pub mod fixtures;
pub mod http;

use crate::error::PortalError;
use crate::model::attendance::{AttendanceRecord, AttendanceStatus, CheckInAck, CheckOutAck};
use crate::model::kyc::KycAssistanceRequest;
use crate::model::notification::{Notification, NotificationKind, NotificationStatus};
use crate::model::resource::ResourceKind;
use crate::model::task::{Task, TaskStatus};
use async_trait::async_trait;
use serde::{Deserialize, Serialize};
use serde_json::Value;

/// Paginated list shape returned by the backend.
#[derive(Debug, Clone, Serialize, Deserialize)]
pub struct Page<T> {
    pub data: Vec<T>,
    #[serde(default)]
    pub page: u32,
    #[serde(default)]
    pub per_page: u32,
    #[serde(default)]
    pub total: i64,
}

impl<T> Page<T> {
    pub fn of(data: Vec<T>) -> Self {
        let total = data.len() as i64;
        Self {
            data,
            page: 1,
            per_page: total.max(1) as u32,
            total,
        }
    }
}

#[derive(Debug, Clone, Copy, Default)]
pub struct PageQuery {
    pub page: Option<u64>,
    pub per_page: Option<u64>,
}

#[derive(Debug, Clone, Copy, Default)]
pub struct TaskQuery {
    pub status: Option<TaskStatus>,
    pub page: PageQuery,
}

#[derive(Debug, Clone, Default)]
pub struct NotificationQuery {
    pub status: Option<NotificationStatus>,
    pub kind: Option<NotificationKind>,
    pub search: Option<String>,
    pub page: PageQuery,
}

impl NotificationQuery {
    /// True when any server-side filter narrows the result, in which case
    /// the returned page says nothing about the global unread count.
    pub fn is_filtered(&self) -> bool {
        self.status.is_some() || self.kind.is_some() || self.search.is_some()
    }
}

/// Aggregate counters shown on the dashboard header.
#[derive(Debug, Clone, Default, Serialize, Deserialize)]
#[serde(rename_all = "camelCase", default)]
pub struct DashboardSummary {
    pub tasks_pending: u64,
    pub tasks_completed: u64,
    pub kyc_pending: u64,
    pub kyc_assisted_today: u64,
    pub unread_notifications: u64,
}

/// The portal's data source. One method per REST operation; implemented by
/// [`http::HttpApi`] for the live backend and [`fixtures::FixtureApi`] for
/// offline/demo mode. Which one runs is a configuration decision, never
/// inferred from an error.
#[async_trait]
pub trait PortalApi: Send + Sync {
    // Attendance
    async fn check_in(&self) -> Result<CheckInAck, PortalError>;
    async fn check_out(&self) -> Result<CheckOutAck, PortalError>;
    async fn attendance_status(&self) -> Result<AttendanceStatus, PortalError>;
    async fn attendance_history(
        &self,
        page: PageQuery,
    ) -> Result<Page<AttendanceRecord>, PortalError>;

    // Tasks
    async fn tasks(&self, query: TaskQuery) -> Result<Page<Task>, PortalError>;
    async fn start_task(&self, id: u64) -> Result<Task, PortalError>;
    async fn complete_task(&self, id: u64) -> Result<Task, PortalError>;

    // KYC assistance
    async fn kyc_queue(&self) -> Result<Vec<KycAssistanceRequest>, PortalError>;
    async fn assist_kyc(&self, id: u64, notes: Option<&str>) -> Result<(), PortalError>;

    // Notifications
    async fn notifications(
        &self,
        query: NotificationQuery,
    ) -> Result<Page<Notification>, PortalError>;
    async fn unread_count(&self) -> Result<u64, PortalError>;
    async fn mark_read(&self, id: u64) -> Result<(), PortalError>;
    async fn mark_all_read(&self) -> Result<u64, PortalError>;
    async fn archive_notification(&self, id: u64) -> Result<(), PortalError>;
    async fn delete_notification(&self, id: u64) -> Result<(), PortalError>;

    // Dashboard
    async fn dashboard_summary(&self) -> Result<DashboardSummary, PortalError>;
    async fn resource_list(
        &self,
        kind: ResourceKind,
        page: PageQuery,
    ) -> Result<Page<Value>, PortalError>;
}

--

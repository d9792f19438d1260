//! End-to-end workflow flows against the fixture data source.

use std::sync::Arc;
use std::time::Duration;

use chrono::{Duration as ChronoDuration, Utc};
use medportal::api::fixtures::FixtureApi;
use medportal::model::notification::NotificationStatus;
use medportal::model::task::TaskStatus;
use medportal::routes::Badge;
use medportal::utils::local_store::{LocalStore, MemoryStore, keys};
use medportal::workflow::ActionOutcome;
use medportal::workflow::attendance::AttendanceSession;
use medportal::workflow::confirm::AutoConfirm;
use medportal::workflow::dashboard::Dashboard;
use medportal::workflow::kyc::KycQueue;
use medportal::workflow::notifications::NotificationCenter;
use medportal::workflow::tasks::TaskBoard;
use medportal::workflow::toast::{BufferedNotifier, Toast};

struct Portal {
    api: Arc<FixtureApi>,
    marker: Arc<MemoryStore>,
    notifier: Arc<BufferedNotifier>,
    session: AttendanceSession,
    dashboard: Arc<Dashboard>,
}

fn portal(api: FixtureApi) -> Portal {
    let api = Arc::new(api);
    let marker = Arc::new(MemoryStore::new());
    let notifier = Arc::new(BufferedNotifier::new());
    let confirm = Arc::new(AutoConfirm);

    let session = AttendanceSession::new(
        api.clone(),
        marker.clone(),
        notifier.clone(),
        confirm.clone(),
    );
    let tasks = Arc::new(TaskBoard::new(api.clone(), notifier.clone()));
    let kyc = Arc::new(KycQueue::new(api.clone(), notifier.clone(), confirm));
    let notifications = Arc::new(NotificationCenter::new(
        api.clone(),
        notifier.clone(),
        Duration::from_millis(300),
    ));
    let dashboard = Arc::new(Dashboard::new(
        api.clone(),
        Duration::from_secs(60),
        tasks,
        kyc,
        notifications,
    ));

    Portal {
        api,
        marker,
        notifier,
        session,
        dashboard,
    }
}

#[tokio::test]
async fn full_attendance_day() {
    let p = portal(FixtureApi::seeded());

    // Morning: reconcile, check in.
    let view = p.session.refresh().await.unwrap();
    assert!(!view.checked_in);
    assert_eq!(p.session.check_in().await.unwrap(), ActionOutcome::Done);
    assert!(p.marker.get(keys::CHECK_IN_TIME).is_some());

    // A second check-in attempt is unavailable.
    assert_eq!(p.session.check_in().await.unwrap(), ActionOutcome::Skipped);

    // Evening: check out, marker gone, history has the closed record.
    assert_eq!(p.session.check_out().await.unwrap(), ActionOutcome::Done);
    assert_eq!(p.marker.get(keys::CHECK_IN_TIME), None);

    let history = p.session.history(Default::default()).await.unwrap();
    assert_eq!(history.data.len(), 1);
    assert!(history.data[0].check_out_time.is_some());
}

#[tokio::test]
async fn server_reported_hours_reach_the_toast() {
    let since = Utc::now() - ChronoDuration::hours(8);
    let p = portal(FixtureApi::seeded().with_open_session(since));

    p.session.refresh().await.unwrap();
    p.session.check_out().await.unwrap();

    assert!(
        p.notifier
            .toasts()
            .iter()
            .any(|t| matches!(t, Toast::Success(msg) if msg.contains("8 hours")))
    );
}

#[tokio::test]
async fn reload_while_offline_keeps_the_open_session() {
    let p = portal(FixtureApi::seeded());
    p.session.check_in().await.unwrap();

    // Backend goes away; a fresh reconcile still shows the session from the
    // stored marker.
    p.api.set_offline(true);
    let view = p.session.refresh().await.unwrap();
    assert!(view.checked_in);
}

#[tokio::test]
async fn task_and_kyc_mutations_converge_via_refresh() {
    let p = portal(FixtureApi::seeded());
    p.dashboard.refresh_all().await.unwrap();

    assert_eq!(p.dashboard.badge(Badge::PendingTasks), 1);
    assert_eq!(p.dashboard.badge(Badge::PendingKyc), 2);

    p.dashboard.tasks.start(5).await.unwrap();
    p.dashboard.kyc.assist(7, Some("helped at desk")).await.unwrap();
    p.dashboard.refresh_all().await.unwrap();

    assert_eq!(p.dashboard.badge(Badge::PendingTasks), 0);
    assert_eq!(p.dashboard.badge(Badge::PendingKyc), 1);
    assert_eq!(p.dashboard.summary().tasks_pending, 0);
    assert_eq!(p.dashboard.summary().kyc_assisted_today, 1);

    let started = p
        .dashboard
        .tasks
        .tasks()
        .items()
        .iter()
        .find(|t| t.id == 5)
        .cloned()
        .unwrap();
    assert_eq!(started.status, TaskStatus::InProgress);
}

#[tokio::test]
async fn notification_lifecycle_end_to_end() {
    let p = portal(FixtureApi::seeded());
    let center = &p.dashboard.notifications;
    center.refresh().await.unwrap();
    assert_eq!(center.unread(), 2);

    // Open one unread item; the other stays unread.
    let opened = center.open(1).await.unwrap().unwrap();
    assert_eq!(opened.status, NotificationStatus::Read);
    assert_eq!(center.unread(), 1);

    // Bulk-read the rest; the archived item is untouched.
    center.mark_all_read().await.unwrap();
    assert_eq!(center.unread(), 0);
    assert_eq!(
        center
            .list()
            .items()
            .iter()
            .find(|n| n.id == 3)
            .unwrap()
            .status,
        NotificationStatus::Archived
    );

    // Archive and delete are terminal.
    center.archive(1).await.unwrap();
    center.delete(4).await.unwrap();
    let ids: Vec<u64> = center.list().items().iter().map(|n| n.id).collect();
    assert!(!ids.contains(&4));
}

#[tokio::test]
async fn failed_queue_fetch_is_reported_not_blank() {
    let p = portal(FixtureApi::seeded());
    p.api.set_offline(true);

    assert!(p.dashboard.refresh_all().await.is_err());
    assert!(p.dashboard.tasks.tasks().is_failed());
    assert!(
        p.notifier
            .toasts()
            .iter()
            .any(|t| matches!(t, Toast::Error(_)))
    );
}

==

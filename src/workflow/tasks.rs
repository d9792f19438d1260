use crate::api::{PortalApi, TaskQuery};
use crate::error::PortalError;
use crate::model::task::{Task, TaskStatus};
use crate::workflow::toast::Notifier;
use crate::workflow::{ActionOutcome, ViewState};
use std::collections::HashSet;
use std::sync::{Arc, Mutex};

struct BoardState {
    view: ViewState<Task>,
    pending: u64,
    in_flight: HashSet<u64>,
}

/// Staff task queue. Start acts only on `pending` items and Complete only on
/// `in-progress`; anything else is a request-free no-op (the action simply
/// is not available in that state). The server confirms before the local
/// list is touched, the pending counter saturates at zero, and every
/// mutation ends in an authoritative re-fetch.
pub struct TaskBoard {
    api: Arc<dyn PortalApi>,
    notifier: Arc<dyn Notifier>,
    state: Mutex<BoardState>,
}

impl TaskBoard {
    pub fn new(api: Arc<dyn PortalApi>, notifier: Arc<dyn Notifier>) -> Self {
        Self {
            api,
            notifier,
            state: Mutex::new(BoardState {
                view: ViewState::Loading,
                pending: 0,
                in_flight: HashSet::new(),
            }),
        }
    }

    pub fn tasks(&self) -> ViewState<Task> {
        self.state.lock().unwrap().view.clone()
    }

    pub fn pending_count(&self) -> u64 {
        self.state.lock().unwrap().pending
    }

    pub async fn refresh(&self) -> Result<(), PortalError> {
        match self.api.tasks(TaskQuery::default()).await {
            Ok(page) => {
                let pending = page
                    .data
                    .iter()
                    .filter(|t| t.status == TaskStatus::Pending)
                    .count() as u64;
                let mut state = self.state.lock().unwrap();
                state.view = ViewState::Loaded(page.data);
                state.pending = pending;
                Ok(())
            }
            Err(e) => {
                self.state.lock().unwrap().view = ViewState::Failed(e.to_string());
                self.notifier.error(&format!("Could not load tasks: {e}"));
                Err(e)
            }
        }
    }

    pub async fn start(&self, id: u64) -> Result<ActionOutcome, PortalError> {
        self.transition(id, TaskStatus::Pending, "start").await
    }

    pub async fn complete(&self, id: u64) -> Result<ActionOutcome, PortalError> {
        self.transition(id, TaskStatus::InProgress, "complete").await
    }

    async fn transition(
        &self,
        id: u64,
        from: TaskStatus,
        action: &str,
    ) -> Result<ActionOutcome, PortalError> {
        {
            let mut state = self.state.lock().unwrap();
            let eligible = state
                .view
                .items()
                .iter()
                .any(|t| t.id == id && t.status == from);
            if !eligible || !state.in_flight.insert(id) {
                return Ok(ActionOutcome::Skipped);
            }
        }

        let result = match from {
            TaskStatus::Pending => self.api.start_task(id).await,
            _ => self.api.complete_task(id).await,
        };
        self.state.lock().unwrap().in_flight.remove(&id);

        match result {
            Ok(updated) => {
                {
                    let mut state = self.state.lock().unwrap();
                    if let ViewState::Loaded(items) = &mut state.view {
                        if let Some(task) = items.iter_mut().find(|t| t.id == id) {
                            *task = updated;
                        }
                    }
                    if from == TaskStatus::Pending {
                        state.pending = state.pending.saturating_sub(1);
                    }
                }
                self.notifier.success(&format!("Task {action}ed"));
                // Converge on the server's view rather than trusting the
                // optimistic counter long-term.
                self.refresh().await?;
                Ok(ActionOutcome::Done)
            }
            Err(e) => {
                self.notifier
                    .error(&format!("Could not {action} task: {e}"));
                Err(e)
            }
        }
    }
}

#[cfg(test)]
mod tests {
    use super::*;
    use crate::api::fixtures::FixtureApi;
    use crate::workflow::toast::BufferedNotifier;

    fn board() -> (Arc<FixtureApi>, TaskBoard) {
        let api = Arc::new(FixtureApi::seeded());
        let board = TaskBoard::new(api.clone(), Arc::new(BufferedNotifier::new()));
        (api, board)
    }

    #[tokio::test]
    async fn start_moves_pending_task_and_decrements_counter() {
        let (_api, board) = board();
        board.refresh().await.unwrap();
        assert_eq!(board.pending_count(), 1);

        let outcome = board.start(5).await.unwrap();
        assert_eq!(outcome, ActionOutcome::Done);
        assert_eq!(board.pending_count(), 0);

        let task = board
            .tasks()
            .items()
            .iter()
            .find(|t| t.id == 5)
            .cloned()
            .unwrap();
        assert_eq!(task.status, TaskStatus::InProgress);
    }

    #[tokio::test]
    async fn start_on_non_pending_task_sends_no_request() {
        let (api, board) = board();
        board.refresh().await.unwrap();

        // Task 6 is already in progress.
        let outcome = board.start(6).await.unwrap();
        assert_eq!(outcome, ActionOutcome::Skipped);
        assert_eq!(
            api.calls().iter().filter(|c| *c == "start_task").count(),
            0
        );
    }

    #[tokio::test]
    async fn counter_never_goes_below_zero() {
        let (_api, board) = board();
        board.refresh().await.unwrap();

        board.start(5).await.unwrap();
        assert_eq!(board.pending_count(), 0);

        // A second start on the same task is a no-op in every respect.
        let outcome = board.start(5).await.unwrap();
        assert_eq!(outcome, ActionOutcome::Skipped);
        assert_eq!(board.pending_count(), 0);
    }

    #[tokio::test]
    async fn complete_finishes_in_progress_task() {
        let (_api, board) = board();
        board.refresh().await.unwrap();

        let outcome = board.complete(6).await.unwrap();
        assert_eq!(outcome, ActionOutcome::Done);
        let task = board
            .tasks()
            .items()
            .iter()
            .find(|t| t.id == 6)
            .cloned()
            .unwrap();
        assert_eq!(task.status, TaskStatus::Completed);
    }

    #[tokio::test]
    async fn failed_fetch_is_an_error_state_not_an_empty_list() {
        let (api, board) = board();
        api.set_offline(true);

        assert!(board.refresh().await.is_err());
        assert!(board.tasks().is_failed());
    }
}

▶ REQUIRED WORK: Copy out every line from the data above in which the word "PortalApi" occurs.

▶ TASK SOLUTION:
pub trait PortalApi: Send + Sync {
use crate::api::{PortalApi, TaskQuery};
    api: Arc<dyn PortalApi>,
    pub fn new(api: Arc<dyn PortalApi>, notifier: Arc<dyn Notifier>) -> Self {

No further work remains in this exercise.